Did I read the same book as everyone else?
After looking at the rave reviews for The Septembers of Shiraz, I chose it as my book club selection. Now I'm wondering what all the hype was about? While I find the subject matter compelling and heartbreaking, I found the writing and book to be neither. The characters lacked depth and were 2 dimensional at best, the ending was contrived and way too simplistic, and I felt as though I were hearing the story from someone who'd heard it second hand. When I finished the novel, I read "about the author," and it turns out I was right- I was hearing it third hand.
I had high hopes for this book, and I was very dissappointed.

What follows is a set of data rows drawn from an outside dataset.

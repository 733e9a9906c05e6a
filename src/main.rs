use std::sync::Arc;

use anyhow::{Context, Result};
use clap::Parser;
use tracing_subscriber::{layer::SubscriberExt, util::SubscriberInitExt};

mod aggregate;
mod categorize;
mod cli;
mod github;
mod models;
mod overview;
mod seed;
mod server;
mod snapshot;
mod stats;

#[cfg(test)]
mod test_support;

use cli::{Cli, Command};
use github::GithubClient;
use overview::{OverviewService, OverviewSource};
use server::AppState;
use snapshot::SnapshotSource;

#[tokio::main]
async fn main() -> Result<()> {
    dotenvy::dotenv().ok();

    tracing_subscriber::registry()
        .with(tracing_subscriber::EnvFilter::new(
            std::env::var("RUST_LOG").unwrap_or_else(|_| "info".into()),
        ))
        .with(tracing_subscriber::fmt::layer())
        .init();

    let cli = Cli::parse();
    let token = cli.token.or_else(|| std::env::var("GH_TOKEN").ok());
    let github = GithubClient::new(&cli.api_url, token).context("Failed to create GitHub client")?;

    match cli.command {
        Command::Serve {
            bind,
            snapshot,
            featured,
        } => {
            let snapshot = SnapshotSource::parse(&snapshot);
            tracing::info!("Snapshot fallback: {}", snapshot);
            let service = OverviewService::new(github, &cli.username, Some(snapshot));
            serve(service, featured, &bind).await
        }
        Command::Snapshot { output } => {
            let service = OverviewService::new(github, &cli.username, None);
            generate_snapshot(&service, &output).await
        }
    }
}

async fn serve(service: OverviewService, featured: Vec<String>, addr: &str) -> Result<()> {
    let featured = if featured.is_empty() {
        seed::seed_repo_names()
    } else {
        featured
    };

    tracing::info!("Serving GitHub overview for {}", service.username());

    let state = AppState {
        overview: Arc::new(service),
        featured: Arc::new(featured),
    };
    let app = server::router(state);

    let listener = tokio::net::TcpListener::bind(addr)
        .await
        .with_context(|| format!("Failed to bind {}", addr))?;
    tracing::info!("Overview service listening on {}", addr);

    axum::serve(listener, app).await?;

    Ok(())
}

async fn generate_snapshot(service: &OverviewService, output: &std::path::Path) -> Result<()> {
    let resolved = service.generate().await;
    match resolved.source {
        OverviewSource::Live => tracing::info!(
            "Generated GitHub overview for {} with {} repos",
            service.username(),
            resolved.overview.repos.len()
        ),
        _ => tracing::warn!("Live GitHub overview unavailable, writing seed snapshot"),
    }

    snapshot::write_snapshot(output, &resolved.overview)
        .await
        .with_context(|| format!("Failed to write snapshot to {}", output.display()))?;
    tracing::info!("Snapshot written to {}", output.display());

    Ok(())
}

Compelling and personal tale, but not very well-written
The Septembers of Shiraz is a 3 1/2 star book that I would have upgraded to 4 stars if immediately after finishing it I hadn't started reading Ariel Sabar's My Father's Paradise: A Son's Search for His Jewish Past in Kurdish Iraq. Both books are based on the personal stories of the authors' fathers, each of whom ended up emmigrating from the Middle East with his family as a result of religious and cultural persecution. This book is written as a novel, and Sabar's is non-fiction, but the greatest dissimilarity is in the quality of the writing. And that is where "The Septembers of Shiraz" comes up short.
This book, about an Iranian Jewish family during the cultural revolution which brought the Ayatollah Khomeini and his Islamic fundamentalists to power, is divided into the points of view of the four family members: Isaac Amin, a wealthy jeweler, his wife, Farnaz, their daughter Shirin, and their son, Parviz. Isaac is jailed on charges of being a Zionist and his wife and daughter must try to cope in a Tehran in which the lower classes have power for the first time in their lives. Parviz, in the weakest of the tales, is studying at university in New York and living with a family of Hasidic Jews.

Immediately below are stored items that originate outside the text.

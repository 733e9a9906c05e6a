//! In-process stand-in for the GitHub REST API.

use std::sync::Arc;

use axum::{
    extract::{Path, RawQuery, State},
    http::{header::AUTHORIZATION, HeaderMap, StatusCode},
    response::{IntoResponse, Response},
    routing::get,
    Json, Router,
};
use chrono::Utc;
use serde_json::{json, Value};
use tokio::net::TcpListener;

#[derive(Clone, Default)]
pub struct MockGithub {
    pub fail_user: bool,
    pub fail_repos: bool,
    pub fail_events: bool,
    pub require_token: Option<String>,
    pub snapshot: Option<Value>,
}

impl MockGithub {
    pub fn failing() -> Self {
        Self {
            fail_user: true,
            fail_repos: true,
            fail_events: true,
            ..Self::default()
        }
    }

    fn reject(&self, fail: bool, headers: &HeaderMap) -> Option<Response> {
        if fail {
            return Some(StatusCode::INTERNAL_SERVER_ERROR.into_response());
        }
        if let Some(token) = &self.require_token {
            let expected = format!("Bearer {token}");
            let sent = headers.get(AUTHORIZATION).and_then(|v| v.to_str().ok());
            if sent != Some(expected.as_str()) {
                return Some(StatusCode::UNAUTHORIZED.into_response());
            }
        }
        None
    }
}

/// Serve the mock on an ephemeral port and return its base URL.
pub async fn spawn_github_mock(mock: MockGithub) -> String {
    let app = Router::new()
        .route("/users/:username", get(user))
        .route("/users/:username/repos", get(repos))
        .route("/users/:username/events/public", get(events))
        .route("/github-overview.json", get(snapshot))
        .with_state(Arc::new(mock));

    let listener = TcpListener::bind("127.0.0.1:0").await.unwrap();
    let addr = listener.local_addr().unwrap();
    tokio::spawn(async move {
        axum::serve(listener, app).await.unwrap();
    });

    format!("http://{addr}")
}

async fn user(
    State(mock): State<Arc<MockGithub>>,
    Path(username): Path<String>,
    headers: HeaderMap,
) -> Response {
    if let Some(rejected) = mock.reject(mock.fail_user, &headers) {
        return rejected;
    }
    Json(json!({
        "login": username,
        "avatar_url": format!("https://avatars.githubusercontent.com/u/1?u={username}"),
        "public_repos": 12,
        "followers": 34,
        "following": 5,
        "bio": "ignored"
    }))
    .into_response()
}

async fn repos(
    State(mock): State<Arc<MockGithub>>,
    Path(username): Path<String>,
    RawQuery(query): RawQuery,
    headers: HeaderMap,
) -> Response {
    if let Some(rejected) = mock.reject(mock.fail_repos, &headers) {
        return rejected;
    }
    if query.as_deref() != Some("per_page=100&sort=updated&type=owner") {
        return StatusCode::BAD_REQUEST.into_response();
    }
    Json(json!([
        {
            "id": 1,
            "name": "rag-chatbot",
            "full_name": format!("{username}/rag-chatbot"),
            "description": "Retrieval augmented chat",
            "html_url": format!("https://github.com/{username}/rag-chatbot"),
            "homepage": null,
            "stargazers_count": 5,
            "forks_count": 1,
            "language": "Python",
            "topics": ["llm"],
            "updated_at": "2024-05-01T08:00:00Z",
            "pushed_at": "2024-05-01T08:00:00Z",
            "fork": false,
            "archived": false
        },
        {
            "id": 2,
            "name": "portfolio-site",
            "full_name": format!("{username}/portfolio-site"),
            "description": null,
            "html_url": format!("https://github.com/{username}/portfolio-site"),
            "homepage": "https://example.dev",
            "stargazers_count": 2,
            "forks_count": 0,
            "language": "TypeScript",
            "topics": [],
            "updated_at": "2024-06-01T08:00:00Z",
            "pushed_at": null,
            "fork": true,
            "archived": false
        },
        {
            "id": 3,
            "name": "legacy-tool",
            "full_name": format!("{username}/legacy-tool"),
            "description": "Old scripts",
            "html_url": format!("https://github.com/{username}/legacy-tool"),
            "homepage": null,
            "stargazers_count": 10,
            "forks_count": 3,
            "language": "Perl",
            "topics": [],
            "updated_at": "2024-07-01T08:00:00Z",
            "pushed_at": "2024-07-01T08:00:00Z",
            "fork": false,
            "archived": true
        }
    ]))
    .into_response()
}

async fn events(
    State(mock): State<Arc<MockGithub>>,
    Path(username): Path<String>,
    RawQuery(query): RawQuery,
    headers: HeaderMap,
) -> Response {
    if let Some(rejected) = mock.reject(mock.fail_events, &headers) {
        return rejected;
    }
    if query.as_deref() != Some("per_page=100") {
        return StatusCode::BAD_REQUEST.into_response();
    }
    let now = Utc::now().to_rfc3339();
    Json(json!([
        {
            "id": "100",
            "type": "PushEvent",
            "created_at": now,
            "repo": { "name": format!("{username}/rag-chatbot") },
            "payload": {
                "commits": [
                    { "sha": "abc", "message": "Add retriever\n\nDetails", "url": "https://api.github.com/x" },
                    { "sha": "def", "message": "Fix prompt", "url": "https://api.github.com/y" }
                ]
            }
        },
        {
            "id": "99",
            "type": "WatchEvent",
            "created_at": now,
            "repo": { "name": "someone/else" },
            "payload": { "action": "started" }
        }
    ]))
    .into_response()
}

async fn snapshot(State(mock): State<Arc<MockGithub>>) -> Response {
    match &mock.snapshot {
        Some(body) => Json(body.clone()).into_response(),
        None => StatusCode::NOT_FOUND.into_response(),
    }
}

You can tell on reading the book that the tale is deeply personal to the author and one which she researched rigorously, from the conditions in Iranian prisons to what life was like for ordinary people during the revolution. It's also one that needs to be told. If you know nothing about the Islamic revolution in Iran, the book is likely to be compelling. But chapters don't so much end as they just stop abruptly, sections are written in the wrong tense, and for these and other reasons I can't quite put my finger on, I found myself picking the book up and putting it down again a few pages later, whereas I read over half of Safar's book in one sitting.

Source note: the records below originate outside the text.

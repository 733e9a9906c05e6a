use chrono::{DateTime, Utc};
use serde::Serialize;

use crate::models::{LanguageShare, Overview, RecentCommit};

/// Figures behind the stat cards, language chart and activity feed.
#[derive(Debug, Clone, PartialEq, Serialize)]
#[serde(rename_all = "camelCase")]
pub struct StatsSummary {
    pub repos_count: u64,
    pub stars: u64,
    pub commits: u64,
    pub followers: u64,
    pub following: u64,
    pub language_data: Vec<LanguageShare>,
    pub recent_commits: Vec<RecentCommit>,
    pub last_updated: DateTime<Utc>,
}

impl StatsSummary {
    pub fn from_overview(overview: &Overview) -> Self {
        let user = overview.user.as_ref();

        // an empty chart still needs one slice
        let language_data = if overview.language_breakdown.is_empty() {
            vec![LanguageShare {
                name: "No Data".to_string(),
                value: 1,
            }]
        } else {
            overview.language_breakdown.clone()
        };

        Self {
            repos_count: user.map_or(overview.repos.len() as u64, |u| u.public_repos),
            stars: overview.total_stars,
            commits: overview.total_commits_this_year,
            followers: user.map_or(0, |u| u.followers),
            following: user.map_or(0, |u| u.following),
            language_data,
            recent_commits: overview.recent_commits.clone(),
            last_updated: overview.last_updated,
        }
    }
}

Sofer can perhaps be forgiven some of the clunky writing in that English is not her first language. But then it isn't Khaled Hosseini's first language either, and both The Kite Runner and One Thousand Splendid Suns are gorgeously written. If you want to learn about what was lost in the cultural revolution in Iran and read just one book about it, even Reading Lolita in Tehran, which makes what was lost in the revolution more poignant still, would be a better choice. Sofer has made a good first effort and one which is worth reading, just with lower expectations that those which the other reviews here might give you. Perhaps I'm less moved by the book than I ought to be because while Sofer makes you feel the pain of the Amin family and what they have lost, she never really gives you a sense of greater context. But I just finished the book today and it's already starting to slip away in the face of a tale (Safar's) that is full of more detail, more history and that broader context and is, somehow, more moving.